The new thing the national media want us to be angry about is that President Trump is minimizing the importance of coronavirus testing.
They all act as if a positive or negative result does anything more than tell us, “Yup, you’ve got it.” Or, “Nope, you don’t have it yet!”
I say “yet” because it seems like only a matter of time before the majority of the population contracts the virus, though early indications are that most of us won’t even realize it when we do.
The president surely knows that, and on Thursday at the White House, after it was reported that one of his assistants was found to be positive, he called testing “somewhat overrated.”
True! We’re dealing with a highly contagious virus, which means a test only shows that at the very moment it was administered, a person was either negative or positive. It works a little better for high-level government officials because they can get the test back more rapidly, but that’s not the case for the rest of us. (And it’s not an elitist thing for government officials to get tested more frequently no more than it’s elitist for the president to get Secret Service for life or to ride Air Force One for official business while the rest of us sit in front of the bathroom on Delta.)

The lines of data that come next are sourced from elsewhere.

//! Core data structures for gmap_editor
//!
//! This crate provides the document model of tile-based worlds:
//! - `Tile` / `TileGrid` - Tile indices, their two-character codes and rectangular grids
//! - `Level` - Tile layers plus links, signs and NPCs
//! - `nw` - Reading and writing `GLEVNW01` level files
//! - `LevelMapSource` - Where the levels of a map come from (`.gmap` descriptor or single file)
//! - `LevelMap` - A seamless grid of lazily loaded levels with global addressing

mod config;
mod error;
mod grid;
mod level;
mod map;
pub mod nw;
mod resolver;
mod source;
mod tile;

pub use config::{LevelSize, MapConfig};
pub use error::{MapError, Result};
pub use grid::TileGrid;
pub use level::{Level, Link, Npc, Sign};
pub use map::{LevelChanged, LevelMap, NpcRef, NpcRelocated};
pub use resolver::{FileResolver, FilesystemResolver, FILENAME_CACHE_FILE};
pub use source::{
    parse_gmap, split_csv_row, GmapSource, LevelMapSource, LevelNames, SingleLevelSource,
    GMAP_VERSION, MAX_MAP_CELLS,
};
pub use tile::{
    decode_tile_code, encode_tile_code, tile_image_position, tile_index_at, Tile,
    TILESET_PAGE_COLUMNS, TILESET_PAGE_ROWS, TILESET_PAGE_SIZE, TILE_CODE_ALPHABET,
    TILE_CODE_LEN, TRANSPARENT_CODE, TRANSPARENT_INDEX,
};
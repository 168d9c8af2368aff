//! Tile and NPC clipboard

use crate::document::LevelDocument;
use gmap_core::{Npc, Result, TileGrid};

/// Clipboard contents for copy/paste
#[derive(Debug, Clone, Default)]
#[cfg_attr(feature = "bevy", derive(bevy::prelude::Resource))]
pub enum Clipboard {
    #[default]
    Empty,
    Tiles(TileGrid),
    Npc(Npc),
}

impl Clipboard {
    pub fn is_empty(&self) -> bool {
        matches!(self, Clipboard::Empty)
    }

    /// Copy a rectangle of the document's active layer
    pub fn copy_tiles(
        document: &mut LevelDocument,
        x: usize,
        y: usize,
        width: usize,
        height: usize,
    ) -> Result<Self> {
        Ok(Clipboard::Tiles(document.copy_tiles(x, y, width, height)?))
    }

    /// Paste at a global position in tiles.
    ///
    /// Tiles are anchored at the tile containing the position; NPCs keep
    /// half-tile precision. Returns false when nothing was pasted.
    pub fn paste(&self, document: &mut LevelDocument, x: f32, y: f32) -> Result<bool> {
        match self {
            Clipboard::Empty => Ok(false),
            Clipboard::Tiles(tiles) => {
                document.paste_tiles(x.floor() as i64, y.floor() as i64, tiles)
            }
            Clipboard::Npc(npc) => {
                document.create_npc(x, y, npc.clone())?;
                Ok(true)
            }
        }
    }
}

#[cfg(test)]
mod tests {
    use super::*;
    use crate::EditorConfig;
    use gmap_core::Tile;

    #[test]
    fn test_paste_tiles_and_npc() {
        let mut document = LevelDocument::new_level(&EditorConfig::default());
        document
            .paste_tiles(0, 0, &TileGrid::filled(2, 1, Tile::new(11)))
            .unwrap();

        let clipboard = Clipboard::copy_tiles(&mut document, 0, 0, 2, 1).unwrap();
        assert!(clipboard.paste(&mut document, 10.7, 3.2).unwrap());
        assert_eq!(document.map_mut().get_tile(11, 3, 0).unwrap(), Tile::new(11));

        let npc = Clipboard::Npc(Npc::new("sign.png", "message hello\n"));
        assert!(npc.paste(&mut document, 4.5, 4.0).unwrap());
        let placed = &document.map().loaded_level(0, 0).unwrap().npcs()[0];
        assert_eq!((placed.x, placed.y), (9, 8));

        assert!(!Clipboard::Empty.paste(&mut document, 0.0, 0.0).unwrap());
        assert!(Clipboard::default().is_empty());
    }
}
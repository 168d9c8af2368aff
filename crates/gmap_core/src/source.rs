//! Where the levels of a map come from
//!
//! A [`LevelMapSource`] owns the grid of level names of a map and knows how to
//! turn a name into a file it can load from or save to. Two sources exist: a
//! single level file, and a GRMAP001 map descriptor listing a grid of levels.
//!
//! # Map descriptor format
//! ```text
//! GRMAP001
//! WIDTH 2
//! HEIGHT 1
//! LEVELNAMES
//! "west.nw","east.nw"
//! LEVELNAMESEND
//! ```

use crate::nw::{load_level, save_level};
use crate::{FileResolver, Level, LevelSize, MapError, Result};
use std::path::{Path, PathBuf};

/// Header token of the map descriptor format
pub const GMAP_VERSION: &str = "GRMAP001";

const LEVEL_NAMES_END: &str = "LEVELNAMESEND";

/// Largest number of cells a map descriptor may declare
pub const MAX_MAP_CELLS: usize = 1 << 20;

/// A resizable 2D table of level names, empty string meaning "no level"
#[derive(Debug, Clone, Default, PartialEq, Eq)]
pub struct LevelNames {
    width: usize,
    height: usize,
    names: Vec<String>,
}

impl LevelNames {
    pub fn new(width: usize, height: usize) -> Self {
        Self {
            width,
            height,
            names: vec![String::new(); width * height],
        }
    }

    pub fn width(&self) -> usize {
        self.width
    }

    pub fn height(&self) -> usize {
        self.height
    }

    /// Name at (x, y), or "" outside the table
    pub fn get(&self, x: usize, y: usize) -> &str {
        if x < self.width && y < self.height {
            &self.names[y * self.width + x]
        } else {
            ""
        }
    }

    /// Set the name at (x, y). Does nothing outside the table.
    pub fn set(&mut self, x: usize, y: usize, name: impl Into<String>) {
        if x < self.width && y < self.height {
            self.names[y * self.width + x] = name.into();
        }
    }

    /// Change the shape, keeping every name that still fits
    pub fn resize(&mut self, width: usize, height: usize) {
        let mut names = vec![String::new(); width * height];
        for y in 0..self.height.min(height) {
            for x in 0..self.width.min(width) {
                names[y * width + x] = std::mem::take(&mut self.names[y * self.width + x]);
            }
        }
        self.width = width;
        self.height = height;
        self.names = names;
    }

    /// Number of cells naming a level
    pub fn level_count(&self) -> usize {
        self.names.iter().filter(|n| !n.is_empty()).count()
    }
}

/// Supplies the levels of a map by grid cell
pub trait LevelMapSource: Send + Sync {
    fn names(&self) -> &LevelNames;

    fn names_mut(&mut self) -> &mut LevelNames;

    /// Path of an existing file for `name`, if any
    fn resolve(&self, name: &str) -> Option<PathBuf>;

    /// Path a level called `name` should be written to
    fn save_path(&self, name: &str) -> PathBuf {
        self.resolve(name).unwrap_or_else(|| PathBuf::from(name))
    }

    fn width(&self) -> usize {
        self.names().width()
    }

    fn height(&self) -> usize {
        self.names().height()
    }

    /// Level name at a cell, "" when there is none or the cell is outside the table
    fn level_name(&self, x: usize, y: usize) -> &str {
        self.names().get(x, y)
    }

    fn set_level_name(&mut self, x: usize, y: usize, name: &str) {
        self.names_mut().set(x, y, name);
    }

    /// Load the level at a cell. `Ok(None)` when the cell names no level or the
    /// file cannot be found.
    fn load_level(&self, x: usize, y: usize, size: LevelSize) -> Result<Option<Level>> {
        let name = self.level_name(x, y);
        if name.is_empty() {
            return Ok(None);
        }
        match self.resolve(name) {
            Some(path) => load_level(&path, size).map(Some),
            None => {
                tracing::warn!("Level {:?} at ({}, {}) could not be found", name, x, y);
                Ok(None)
            }
        }
    }

    /// Save a level under the name of its cell. Cells without a name are skipped.
    fn save_level(&self, x: usize, y: usize, level: &Level) -> Result<()> {
        let name = self.level_name(x, y);
        if name.is_empty() {
            tracing::debug!("Not saving level ({}, {}): it has no file name", x, y);
            return Ok(());
        }
        save_level(level, &self.save_path(name))
    }
}

/// A map made of one level file
#[derive(Debug, Clone)]
pub struct SingleLevelSource {
    names: LevelNames,
}

impl SingleLevelSource {
    /// `path` may be empty for a level that was never saved
    pub fn new(path: impl AsRef<Path>) -> Self {
        let mut names = LevelNames::new(1, 1);
        names.set(0, 0, path.as_ref().to_string_lossy());
        Self { names }
    }
}

impl LevelMapSource for SingleLevelSource {
    fn names(&self) -> &LevelNames {
        &self.names
    }

    fn names_mut(&mut self) -> &mut LevelNames {
        &mut self.names
    }

    fn resolve(&self, name: &str) -> Option<PathBuf> {
        let path = PathBuf::from(name);
        path.is_file().then_some(path)
    }
}

/// A map whose level names come from a map descriptor
pub struct GmapSource {
    path: PathBuf,
    names: LevelNames,
    resolver: Box<dyn FileResolver>,
}

impl std::fmt::Debug for GmapSource {
    fn fmt(&self, f: &mut std::fmt::Formatter<'_>) -> std::fmt::Result {
        f.debug_struct("GmapSource")
            .field("path", &self.path)
            .field("names", &self.names)
            .finish_non_exhaustive()
    }
}

impl GmapSource {
    /// Read a map descriptor from disk
    pub fn load(path: &Path, resolver: Box<dyn FileResolver>) -> Result<Self> {
        let content = std::fs::read_to_string(path).map_err(|e| MapError::io(path, e))?;
        let names = parse_gmap(&content)?;
        let source = Self::from_names(path, names, resolver);

        let found = source.resolved_count();
        if found == 0 {
            return Err(MapError::NoLevelsPresent);
        }
        tracing::info!(
            "Opened map {:?}: {}x{} cells, {} of {} levels found",
            path,
            source.names.width(),
            source.names.height(),
            found,
            source.names.level_count()
        );
        Ok(source)
    }

    pub fn from_names(
        path: impl Into<PathBuf>,
        names: LevelNames,
        resolver: Box<dyn FileResolver>,
    ) -> Self {
        Self {
            path: path.into(),
            names,
            resolver,
        }
    }

    /// Path of the map descriptor
    pub fn path(&self) -> &Path {
        &self.path
    }

    fn descriptor_dir(&self) -> &Path {
        self.path.parent().unwrap_or_else(|| Path::new(""))
    }

    /// Number of cells whose level name resolves to an existing file
    pub fn resolved_count(&self) -> usize {
        (0..self.names.height())
            .flat_map(|y| (0..self.names.width()).map(move |x| (x, y)))
            .map(|(x, y)| self.names.get(x, y))
            .filter(|name| !name.is_empty() && self.resolve(name).is_some())
            .count()
    }
}

impl LevelMapSource for GmapSource {
    fn names(&self) -> &LevelNames {
        &self.names
    }

    fn names_mut(&mut self) -> &mut LevelNames {
        &mut self.names
    }

    fn resolve(&self, name: &str) -> Option<PathBuf> {
        if let Some(path) = self.resolver.resolve(name) {
            return Some(path);
        }
        let beside = self.descriptor_dir().join(name);
        if beside.is_file() {
            return Some(beside);
        }
        let raw = PathBuf::from(name);
        raw.is_file().then_some(raw)
    }

    fn save_path(&self, name: &str) -> PathBuf {
        self.resolve(name)
            .unwrap_or_else(|| self.descriptor_dir().join(name))
    }
}

/// Parse the text of a map descriptor into its name table
pub fn parse_gmap(text: &str) -> Result<LevelNames> {
    let mut lines = text.lines();

    let header = lines.next().unwrap_or_default();
    if !header.starts_with(GMAP_VERSION) {
        return Err(MapError::VersionMismatch {
            expected: GMAP_VERSION,
            found: header.to_string(),
        });
    }

    let mut names = LevelNames::default();
    while let Some(line) = lines.next() {
        let mut fields = line.split_whitespace();
        match fields.next() {
            Some("WIDTH") => {
                let width = parse_dimension(fields.next(), "WIDTH")?;
                check_shape(width, names.height())?;
                names.resize(width, names.height());
            }
            Some("HEIGHT") => {
                let height = parse_dimension(fields.next(), "HEIGHT")?;
                check_shape(names.width(), height)?;
                names.resize(names.width(), height);
            }
            Some("LEVELNAMES") => {
                let mut terminated = false;
                let mut y = 0;
                for row in lines.by_ref() {
                    if row.trim() == LEVEL_NAMES_END {
                        terminated = true;
                        break;
                    }
                    if row.trim().is_empty() {
                        continue;
                    }
                    let row_names = split_csv_row(row);
                    if y >= names.height() || row_names.len() > names.width() {
                        return Err(MapError::CorruptDescriptor(format!(
                            "level name row {} does not fit a {}x{} map",
                            y + 1,
                            names.width(),
                            names.height()
                        )));
                    }
                    for (x, name) in row_names.into_iter().enumerate() {
                        names.set(x, y, name);
                    }
                    y += 1;
                }
                if !terminated {
                    return Err(MapError::CorruptDescriptor(format!(
                        "LEVELNAMES block is missing its {}",
                        LEVEL_NAMES_END
                    )));
                }
            }
            Some(other) => tracing::debug!("Skipping unknown map record {:?}", other),
            None => {}
        }
    }

    if names.width() == 0 || names.height() == 0 || names.level_count() == 0 {
        return Err(MapError::NoLevelsPresent);
    }
    Ok(names)
}

fn parse_dimension(value: Option<&str>, record: &str) -> Result<usize> {
    value
        .and_then(|v| v.parse().ok())
        .ok_or_else(|| MapError::CorruptDescriptor(format!("{} needs a numeric value", record)))
}

fn check_shape(width: usize, height: usize) -> Result<()> {
    match width.checked_mul(height) {
        Some(cells) if cells <= MAX_MAP_CELLS => Ok(()),
        _ => Err(MapError::CorruptDescriptor(format!(
            "a {}x{} map exceeds {} cells",
            width, height, MAX_MAP_CELLS
        ))),
    }
}

/// Split one comma separated row. Values may be double quoted, `""` inside
/// quotes is a literal quote, and unquoted values are trimmed.
pub fn split_csv_row(row: &str) -> Vec<String> {
    let mut values = Vec::new();
    let mut current = String::new();
    let mut quoted = false;
    let mut was_quoted = false;
    let mut chars = row.chars().peekable();

    while let Some(c) = chars.next() {
        match c {
            '"' if quoted => {
                if chars.peek() == Some(&'"') {
                    chars.next();
                    current.push('"');
                } else {
                    quoted = false;
                }
            }
            '"' if current.trim().is_empty() => {
                current.clear();
                quoted = true;
                was_quoted = true;
            }
            ',' if !quoted => {
                values.push(finish_value(&mut current, was_quoted));
                was_quoted = false;
            }
            c if was_quoted && !quoted && c.is_whitespace() => {}
            _ => current.push(c),
        }
    }
    values.push(finish_value(&mut current, was_quoted));
    values
}

fn finish_value(current: &mut String, was_quoted: bool) -> String {
    let value = std::mem::take(current);
    if was_quoted {
        value
    } else {
        value.trim().to_string()
    }
}
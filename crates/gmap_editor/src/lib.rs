//! gmap_editor - Reversible editing for seamless level maps
//!
//! This crate provides the editing layer on top of `gmap_core`:
//! - Undo/redo through self-inverting diffs
//! - Tile paste, lift, copy and flood fill across level boundaries
//! - NPC creation, deletion, editing and cross-level moves
//! - Copy/paste clipboard
//! - Per-level unsaved tracking and saving
//!
//! # Usage
//!
//! ```rust,ignore
//! use gmap_editor::{EditorConfig, LevelDocument};
//! use gmap_core::{Tile, TileGrid};
//!
//! let config = EditorConfig::default();
//! let mut document = LevelDocument::open_gmap("world.gmap".as_ref(), &config)?;
//! document.paste_tiles(70, 10, &TileGrid::filled(3, 3, Tile::new(5)))?;
//! document.undo()?;
//! document.save_all()?;
//! ```

pub mod commands;
pub mod config;
pub mod document;

pub use commands::{Clipboard, Diff, EditLog};
pub use config::{ConfigError, EditorConfig};
pub use document::LevelDocument;
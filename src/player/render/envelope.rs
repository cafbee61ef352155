//! Per-column min/max downsampling of the sample data.
//!
//! One column summarizes `samples_per_pixel` consecutive samples by their
//! extreme amplitudes. Min/max is used rather than RMS so short transient
//! peaks stay visible in the rendered image.

/// Extreme amplitudes over one pixel column's slice of the buffer.
#[derive(Debug, Clone, Copy, PartialEq)]
pub struct EnvelopeColumn {
    pub max: f32,
    pub min: f32,
}

/// Ratio of buffer length to surface width.
///
/// Below 1.0 the buffer is too short to resolve at per-pixel granularity
/// and no envelope is drawn.
pub fn samples_per_pixel(sample_count: usize, width: u32) -> f64 {
    if width == 0 {
        return 0.0;
    }
    sample_count as f64 / width as f64
}

/// Computes the full envelope, one column per pixel of `width`.
///
/// Returns `None` when there is less than one sample per pixel to scan
/// (short buffer, empty input, or zero width).
pub fn compute(samples: &[f32], width: u32) -> Option<Vec<EnvelopeColumn>> {
    let spp = samples_per_pixel(samples.len(), width);
    if spp < 1.0 {
        return None;
    }
    Some((0..width).map(|x| column(samples, x, width, spp)).collect())
}

/// Scans one column's sample range `[start, end)` for its extremes.
///
/// `start` is the floored proportional offset of the column; the end bound
/// is floored as well and clamped to the buffer so the final column never
/// reads past the end.
pub(crate) fn column(samples: &[f32], x: u32, width: u32, spp: f64) -> EnvelopeColumn {
    let start = ((x as f64 / width as f64) * samples.len() as f64).floor() as usize;
    let end = ((start as f64 + spp).floor() as usize).min(samples.len());

    let mut max = f32::MIN;
    let mut min = f32::MAX;
    for &value in &samples[start.min(samples.len())..end] {
        max = max.max(value);
        min = min.min(value);
    }
    if min > max {
        // Empty scan range; treat as silence
        return EnvelopeColumn { max: 0.0, min: 0.0 };
    }
    EnvelopeColumn { max, min }
}

#[cfg(test)]
mod tests {
    use super::*;

    #[test]
    fn produces_one_column_per_pixel_with_ordered_extremes() {
        let samples: Vec<f32> = (0..4096)
            .map(|n| (n as f32 * 0.37).sin() * 0.8)
            .collect();
        let envelope = compute(&samples, 512).expect("dense enough");

        assert_eq!(envelope.len(), 512);
        for column in &envelope {
            assert!(column.min <= column.max);
        }
    }

    #[test]
    fn short_buffer_yields_no_envelope() {
        let samples = vec![0.5f32; 10];
        assert!(compute(&samples, 64).is_none());
    }

    #[test]
    fn empty_buffer_and_zero_width_are_skipped() {
        assert!(compute(&[], 100).is_none());
        assert!(compute(&[0.1, 0.2, 0.3], 0).is_none());
        assert_eq!(samples_per_pixel(0, 100), 0.0);
        assert_eq!(samples_per_pixel(100, 0), 0.0);
    }

    #[test]
    fn two_samples_per_pixel_scans_exactly_two_samples() {
        // 1600 samples over 800 columns: column x must cover samples
        // 2x and 2x+1 and nothing else.
        let samples: Vec<f32> = (0..1600).map(|n| n as f32).collect();
        let envelope = compute(&samples, 800).expect("dense enough");

        assert_eq!(envelope.len(), 800);
        for (x, column) in envelope.iter().enumerate() {
            assert_eq!(column.min, (2 * x) as f32);
            assert_eq!(column.max, (2 * x + 1) as f32);
        }
    }

    #[test]
    fn final_column_is_clamped_to_the_buffer_end() {
        // Non-integral samples-per-pixel pushes the last scan range past
        // the buffer unless it is clamped.
        let samples: Vec<f32> = (0..1601).map(|n| n as f32 / 1601.0).collect();
        let envelope = compute(&samples, 800).expect("dense enough");

        assert_eq!(envelope.len(), 800);
        let last = envelope.last().unwrap();
        assert!(last.max <= 1.0);
        assert!(last.min <= last.max);
    }

    #[test]
    fn columns_preserve_transient_peaks() {
        // A single spike inside an otherwise quiet column must survive
        // downsampling.
        let mut samples = vec![0.0f32; 1024];
        samples[517] = 0.9;
        samples[519] = -0.7;
        let envelope = compute(&samples, 256).expect("dense enough");

        let spike = envelope[517 / 4];
        assert_eq!(spike.max, 0.9);
        let trough = envelope[519 / 4];
        assert_eq!(trough.min, -0.7);
    }
}
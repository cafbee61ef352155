//! Application command handlers for wavedeck.
//!
//! Each submodule handles one application command.
//!
//! # Commands
//! - `play`: WAV playback with waveform display (default command)
//! - `config`: Open configuration file in user's preferred editor
//! - `list_devices`: List available audio output devices
//! - `logs`: Display recent log entries

pub mod config;
pub mod list_devices;
pub mod logs;
pub mod play;

pub use config::handle_config;
pub use list_devices::handle_list_devices;
pub use logs::handle_logs;
pub use play::handle_play;
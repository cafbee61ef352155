//! Display recent log entries from the application.

use anyhow::anyhow;
use std::fs;
use std::path::PathBuf;

use crate::logging::get_log_dir;

const DEFAULT_LINES: usize = 50;

/// Shows recent log entries from the application logs.
///
/// Displays the most recent log entries from the current day's log file.
/// If the log file doesn't exist, shows an informative message.
///
/// # Errors
/// - If the log directory cannot be determined
/// - If log files cannot be read
pub fn handle_logs() -> Result<(), anyhow::Error> {
    let log_dir = get_log_dir()?;

    if !log_dir.exists() {
        println!("Log directory does not exist yet: {}", log_dir.display());
        println!("Logs will be created when the application runs.");
        return Ok(());
    }

    // Find the most recent log file
    let log_file = find_latest_log(&log_dir)?;

    if !log_file.exists() {
        println!("No log files found in: {}", log_dir.display());
        println!("Run 'wavedeck' or other commands to generate logs.");
        return Ok(());
    }

    // Read and display the log file
    let content =
        fs::read_to_string(&log_file).map_err(|e| anyhow!("Failed to read log file: {e}"))?;

    if content.is_empty() {
        println!("Log file is empty: {}", log_file.display());
        return Ok(());
    }

    // Split into lines and show the last DEFAULT_LINES
    let lines: Vec<&str> = content.lines().collect();
    let start_index = lines.len().saturating_sub(DEFAULT_LINES);

    println!();
    println!(" ▁▂▅▇▅▂▁ wavedeck");
    println!();

    if start_index > 0 {
        println!("Showing last {} of {} lines:", DEFAULT_LINES, lines.len());
    } else {
        println!("Showing all {} lines:", lines.len());
    }
    println!("Full log file at: {}", log_file.display());
    println!();

    for line in lines[start_index..].iter() {
        println!("{line}");
    }

    Ok(())
}

/// Finds the latest (most recently modified) log file in the directory.
fn find_latest_log(log_dir: &PathBuf) -> Result<PathBuf, anyhow::Error> {
    let entries =
        fs::read_dir(log_dir).map_err(|e| anyhow!("Failed to read log directory: {e}"))?;

    let mut latest_file: Option<(PathBuf, std::time::SystemTime)> = None;

    for entry in entries {
        let entry = entry.map_err(|e| anyhow!("Failed to read directory entry: {e}"))?;
        let path = entry.path();

        // Only consider files with wavedeck.log in their name
        if !path
            .file_name()
            .and_then(|n| n.to_str())
            .is_some_and(|n| n.contains("wavedeck.log"))
        {
            continue;
        }

        if let Ok(metadata) = fs::metadata(&path) {
            if let Ok(modified) = metadata.modified() {
                let newer = latest_file
                    .as_ref()
                    .map(|(_, current)| modified > *current)
                    .unwrap_or(true);
                if newer {
                    latest_file = Some((path, modified));
                }
            }
        }
    }

    latest_file
        .map(|(path, _)| path)
        .ok_or_else(|| anyhow!("No log files found in {}", log_dir.display()))
}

Just as when a person goes to get blood tests for a myriad of illnesses or viruses, it can take days to get the results back, and in that time, they might have been exposed to any number of infectious diseases.
CNN was even acknowledging this last month when anchor Alisyn Camerota described test results as “just a snapshot in time at that moment, at that hour that you were negative.” She rightfully noted, “In the next 24 hours, you may have become positive.”
We are past the point of containing the virus or ensuring that it stops spreading. The only thing we can continue doing is help in slowing it down so that our healthcare providers aren’t overwhelmed and hope that scientists take on demonic speed in producing effective anti-viral medications and vaccines.
The one thing testing might now be useful for is detecting people who show none of the standard symptoms of the virus and who might then go unwittingly spread it if not told that they should quarantine for a few days. That’s probably not going to happen due to an ongoing shortage of tests and swabs to cover a country of 330 million people, but, as fate would have it, there’s probably an even more efficient way of doing things.
The Wall Street Journal reported Wednesday that scientists were able to examine the sewage in cities and districts across the country to see whether any given area looks like it may be having an outbreak. It’s possible because the virus appears to shed from infected people in large amounts. When that’s detected in a given place, local authorities, perhaps with help from the federal government, can then take action.
The call for mass testing on a national scale is not only unrealistic, but it’s almost useless. Trump is right. It’s somewhat overrated.